Will a Veteran’s Permanent and Total Disability Be Reduced Down the Road?

If you’re a veteran with a permanent disability rating, you may qualify for benefits such as special monthly compensation or property tax waivers (depending on your state). However, many veterans wonder whether their ratings will be reduced down the road.

In most cases, your disability will not be reduced once you’re considered permanently disabled by the VA. But there are two exceptions. Let’s understand: Will a veteran’s permanent and total disability be reduced down the road?

What is a TDIU?

This is how to get permanent and total disability from the VA. To be rated as P&T, you must have one or more conditions that result in a 100% disability rating and show no signs of improvement. The VA must also determine that your condition prevents you from working in substantially gainful employment. Substantially gainful work is a job that pays an annual income above the poverty threshold, which varies annually. Marginal employment, such as odd jobs, does not count toward this standard.

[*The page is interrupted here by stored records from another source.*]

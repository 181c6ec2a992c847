//! Google API clients.
//!
//! - credentials — on-disk OAuth credential store and token refresh
//! - gmail — MFA verification codes and alert mail
//! - sheets — finances and expenses spreadsheet writes

pub mod credentials;
pub mod gmail;
pub mod sheets;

If the severity of your service-connected disabilities does not meet a 100% rating on the schedule, you may still be able to get TDIU. The VA will review your case on a case-by-case basis, considering the details of your injuries and their impact on your ability to work.

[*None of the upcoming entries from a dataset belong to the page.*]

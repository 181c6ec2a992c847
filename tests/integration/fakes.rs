//! Hand-written fakes for integration testing.
//!
//! `FakePage` is a scripted browser: each click can move it to a new
//! screen, and every command is appended to a shared journal. The other
//! fakes stand in for the aggregator, the brokerage and the spreadsheet,
//! all in-memory.

use anyhow::{anyhow, Result};
use async_trait::async_trait;
use std::collections::{HashMap, HashSet, VecDeque};
use std::sync::{Arc, Mutex};
use std::time::Duration;

use fintracker::aggregator::login::VerificationCodeSource;
use fintracker::aggregator::{Aggregator, TransactionQuery};
use fintracker::brokerage::Brokerage;
use fintracker::browser::{BrowserError, BrowserLauncher, BrowserPage, Selector};
use fintracker::google::sheets::{Row, SheetStore};
use fintracker::types::{AggregatorAccount, PortfolioValue, ShapedTransaction};

pub type Journal = Arc<Mutex<Vec<String>>>;

pub fn journal() -> Journal {
    Arc::new(Mutex::new(Vec::new()))
}

pub fn entries(journal: &Journal) -> Vec<String> {
    journal.lock().unwrap().clone()
}

// ---------------------------------------------------------------------------
// Browser
// ---------------------------------------------------------------------------

#[derive(Debug, Clone)]
pub struct Screen {
    pub url: String,
    pub source: String,
}

impl Screen {
    pub fn new(url: &str, source: &str) -> Self {
        Self {
            url: url.to_string(),
            source: source.to_string(),
        }
    }
}

struct PageState {
    screen: Screen,
    /// Selector display text → screen shown after clicking it.
    transitions: HashMap<String, Screen>,
    missing: HashSet<String>,
    quit: bool,
}

/// A scripted browser page.
pub struct FakePage {
    id: usize,
    state: Mutex<PageState>,
    journal: Journal,
}

impl FakePage {
    pub fn new(id: usize, start: Screen, journal: Journal) -> Self {
        Self {
            id,
            state: Mutex::new(PageState {
                screen: start,
                transitions: HashMap::new(),
                missing: HashSet::new(),
                quit: false,
            }),
            journal,
        }
    }

    /// Clicking `target` shows `screen`.
    pub fn on_click(self, target: Selector, screen: Screen) -> Self {
        self.state
            .lock()
            .unwrap()
            .transitions
            .insert(target.to_string(), screen);
        self
    }

    /// Lookups of `target` fail with `ElementNotFound`.
    pub fn without(self, target: Selector) -> Self {
        self.state.lock().unwrap().missing.insert(target.to_string());
        self
    }

    fn record(&self, entry: String) {
        self.journal.lock().unwrap().push(format!("page{}: {entry}", self.id));
    }

    fn lookup(&self, target: Selector) -> Result<(), BrowserError> {
        let state = self.state.lock().unwrap();
        if state.quit {
            return Err(BrowserError::Command("session closed".into()));
        }
        if state.missing.contains(&target.to_string()) {
            return Err(BrowserError::ElementNotFound(target));
        }
        Ok(())
    }
}

#[async_trait]
impl BrowserPage for FakePage {
    async fn goto(&self, url: &str) -> Result<(), BrowserError> {
        self.record(format!("goto {url}"));
        self.state.lock().unwrap().screen.url = url.to_string();
        Ok(())
    }

    async fn current_url(&self) -> Result<String, BrowserError> {
        Ok(self.state.lock().unwrap().screen.url.clone())
    }

    async fn page_source(&self) -> Result<String, BrowserError> {
        Ok(self.state.lock().unwrap().screen.source.clone())
    }

    async fn find(&self, target: Selector) -> Result<(), BrowserError> {
        self.lookup(target)
    }

    async fn click(&self, target: Selector) -> Result<(), BrowserError> {
        self.lookup(target)?;
        self.record(format!("click {target}"));
        let mut state = self.state.lock().unwrap();
        if let Some(next) = state.transitions.get(&target.to_string()).cloned() {
            state.screen = next;
        }
        Ok(())
    }

    async fn send_keys(&self, target: Selector, text: &str) -> Result<(), BrowserError> {
        self.lookup(target)?;
        self.record(format!("keys {target}={text}"));
        Ok(())
    }

    async fn attribute(&self, target: Selector, name: &str) -> Result<Option<String>, BrowserError> {
        self.lookup(target)?;
        match (target, name) {
            (Selector::Name("javascript-user"), "value") => {
                Ok(Some(r#"{"token":"fake-token"}"#.to_string()))
            }
            _ => Ok(None),
        }
    }

    async fn set_implicit_wait(&self, timeout: Duration) -> Result<(), BrowserError> {
        self.record(format!("wait {}s", timeout.as_secs()));
        Ok(())
    }

    async fn cookies(&self) -> Result<Vec<(String, String)>, BrowserError> {
        Ok(vec![("JSESSIONID".into(), "fake".into())])
    }

    async fn quit(&self) -> Result<(), BrowserError> {
        self.record("quit".into());
        self.state.lock().unwrap().quit = true;
        Ok(())
    }
}

/// Hands out pre-built pages in order.
pub struct FakeLauncher {
    pages: Mutex<VecDeque<FakePage>>,
}

impl FakeLauncher {
    pub fn new(pages: Vec<FakePage>) -> Self {
        Self {
            pages: Mutex::new(pages.into()),
        }
    }
}

#[async_trait]
impl BrowserLauncher for FakeLauncher {
    async fn launch(&self) -> Result<Box<dyn BrowserPage>, BrowserError> {
        let page = self
            .pages
            .lock()
            .unwrap()
            .pop_front()
            .ok_or_else(|| BrowserError::Session("no more scripted pages".into()))?;
        Ok(Box::new(page))
    }
}

pub struct FixedCode {
    code: String,
    pub calls: Mutex<u32>,
}

impl FixedCode {
    pub fn new(code: &str) -> Self {
        Self {
            code: code.to_string(),
            calls: Mutex::new(0),
        }
    }
}

#[async_trait]
impl VerificationCodeSource for FixedCode {
    async fn latest_code(&self) -> Result<String> {
        *self.calls.lock().unwrap() += 1;
        Ok(self.code.clone())
    }
}

// ---------------------------------------------------------------------------
// Aggregator and brokerage
// ---------------------------------------------------------------------------

pub struct FakeAggregator {
    accounts: Option<Vec<AggregatorAccount>>,
    transactions: Vec<ShapedTransaction>,
    categories: Vec<String>,
    journal: Journal,
}

impl FakeAggregator {
    pub fn new(
        accounts: Option<Vec<AggregatorAccount>>,
        transactions: Vec<ShapedTransaction>,
        journal: Journal,
    ) -> Self {
        Self {
            accounts,
            transactions,
            categories: Vec::new(),
            journal,
        }
    }

    pub fn with_categories(mut self, names: &[&str]) -> Self {
        self.categories = names.iter().map(|n| n.to_string()).collect();
        self
    }

    fn record(&self, entry: &str) {
        self.journal.lock().unwrap().push(format!("aggregator: {entry}"));
    }
}

#[async_trait]
impl Aggregator for FakeAggregator {
    async fn refresh_accounts(&self) -> Result<()> {
        self.record("refresh");
        Ok(())
    }

    async fn accounts(&self) -> Result<Vec<AggregatorAccount>> {
        self.record("accounts");
        self.accounts
            .clone()
            .ok_or_else(|| anyhow!("Could not parse service response"))
    }

    async fn transactions(&self, query: &TransactionQuery) -> Result<Vec<ShapedTransaction>> {
        self.record("transactions");
        Ok(self
            .transactions
            .iter()
            .filter(|t| query.start_date.map_or(true, |start| t.date >= start))
            .cloned()
            .collect())
    }

    async fn categories(&self) -> Result<Vec<String>> {
        self.record("categories");
        Ok(self.categories.clone())
    }

    async fn close(&self) -> Result<()> {
        self.record("close");
        Ok(())
    }
}

pub struct FakeBrokerage {
    value: PortfolioValue,
    journal: Journal,
}

impl FakeBrokerage {
    pub fn new(value: PortfolioValue, journal: Journal) -> Self {
        Self { value, journal }
    }
}

#[async_trait]
impl Brokerage for FakeBrokerage {
    async fn portfolio_value(&self) -> Result<PortfolioValue> {
        self.journal.lock().unwrap().push("brokerage: portfolio".into());
        Ok(self.value)
    }

    fn name(&self) -> &str {
        "fake"
    }
}

// ---------------------------------------------------------------------------
// Spreadsheet
// ---------------------------------------------------------------------------

/// In-memory spreadsheet keyed by sheet name. Only `Sheet!A<row>` write
/// ranges and whole-sheet reads are understood.
#[derive(Default)]
pub struct MemorySheet {
    sheets: Mutex<HashMap<String, Vec<Row>>>,
    journal: Option<Journal>,
}

impl MemorySheet {
    pub fn with_rows(sheet: &str, rows: Vec<Row>, journal: Journal) -> Self {
        let mut sheets = HashMap::new();
        sheets.insert(sheet.to_string(), rows);
        Self {
            sheets: Mutex::new(sheets),
            journal: Some(journal),
        }
    }

    pub fn rows(&self, sheet: &str) -> Vec<Row> {
        self.sheets
            .lock()
            .unwrap()
            .get(sheet)
            .cloned()
            .unwrap_or_default()
    }
}

#[async_trait]
impl SheetStore for MemorySheet {
    async fn read_range(&self, range: &str) -> Result<Vec<Row>> {
        let sheet = range.split('!').next().unwrap_or(range);
        Ok(self.rows(sheet))
    }

    async fn write_range(&self, range: &str, values: Vec<Row>) -> Result<()> {
        if let Some(journal) = &self.journal {
            journal.lock().unwrap().push(format!("sheet: write {range}"));
        }

        let (sheet, cell) = range
            .split_once('!')
            .ok_or_else(|| anyhow!("range without sheet: {range}"))?;
        let start: usize = cell
            .strip_prefix('A')
            .and_then(|n| n.parse().ok())
            .ok_or_else(|| anyhow!("unsupported range: {range}"))?;

        let mut sheets = self.sheets.lock().unwrap();
        let rows = sheets.entry(sheet.to_string()).or_default();
        for (offset, row) in values.into_iter().enumerate() {
            let index = start - 1 + offset;
            if rows.len() <= index {
                rows.resize(index + 1, Vec::new());
            }
            rows[index] = row;
        }
        Ok(())
    }
}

TDIU offers the same monthly compensation as a 100% rating without meeting all the schedular requirements for a P&T disability. You should consider this option if you are a veteran with significant employment impairments.

How Do I Know if I Qualify?

A veteran can be assigned a permanent disability rating if their injury isn’t expected to improve or change within their lifetime. This can apply to conditions like losing a limb or many long-term illnesses.

You can find out if you qualify for a permanent disability rating by reading your Rating Decision letter. There should be a box that says “Permanent and Total” or some language hints at permanence. You can also log in to your eBenefits account and review the ratings VA has assigned you.

However, you still need to receive a permanent rating to receive TDIU. You must demonstrate that your disability prevents you from pursuing substantial gainful employment. To do so, you’ll need medical evidence and treatment records that indicate your condition is unlikely to improve at any point in time. You can submit this documentation to request that the VA add a finding of TDIU to your permanent disability rating. Alternatively, you can pursue this claim by appealing your initial claims decision.

How Do I Know if I’m eligible for a TDIU?

A VA regional office determines TDIU eligibility. They will examine your case and send you a statement from your last employer stating how much money you made each year. The VA then compares this amount to the poverty threshold for that year. The VA may terminate your TDIU rating or reduce your benefit if you earn more than this number.

Suppose you don’t meet the schedular requirements for TDIU (you need a disability rated at least 70 percent or two disabilities that combine to at least 70 percent, with one rated at 40 percent). In that case, you may still qualify for extra-schedular TDIU. This type of TDIU is designed for cases where the standard VA rating schedule doesn’t accurately capture how severe your service-related injuries and conditions are.

The application process is more involved and requires a stronger case than regular TDIU benefits. It would help if you always worked with a VA-approved attorney when applying for this benefit.

How Do I Apply for a TDIU?

The application process for TDIU is complex and requires the submission of a great deal of documentation, testimony, and medical evidence. Having an attorney by your side to help compile this information can be instrumental in successfully obtaining your TDIU claim.

You must prove that your service-connected disabilities prevent you from acquiring and maintaining substantially gainful employment to receive TDIU benefits. Evidence supporting your claim can include statements from friends, family members, co-workers, previous supervisors, and medical and vocational experts.

Many veterans find themselves denied at this stage of the process, which can be a stressful time. However, you have the right to appeal this decision within one year. An experienced TDIU lawyer can evaluate your case and help you develop a strong appeal.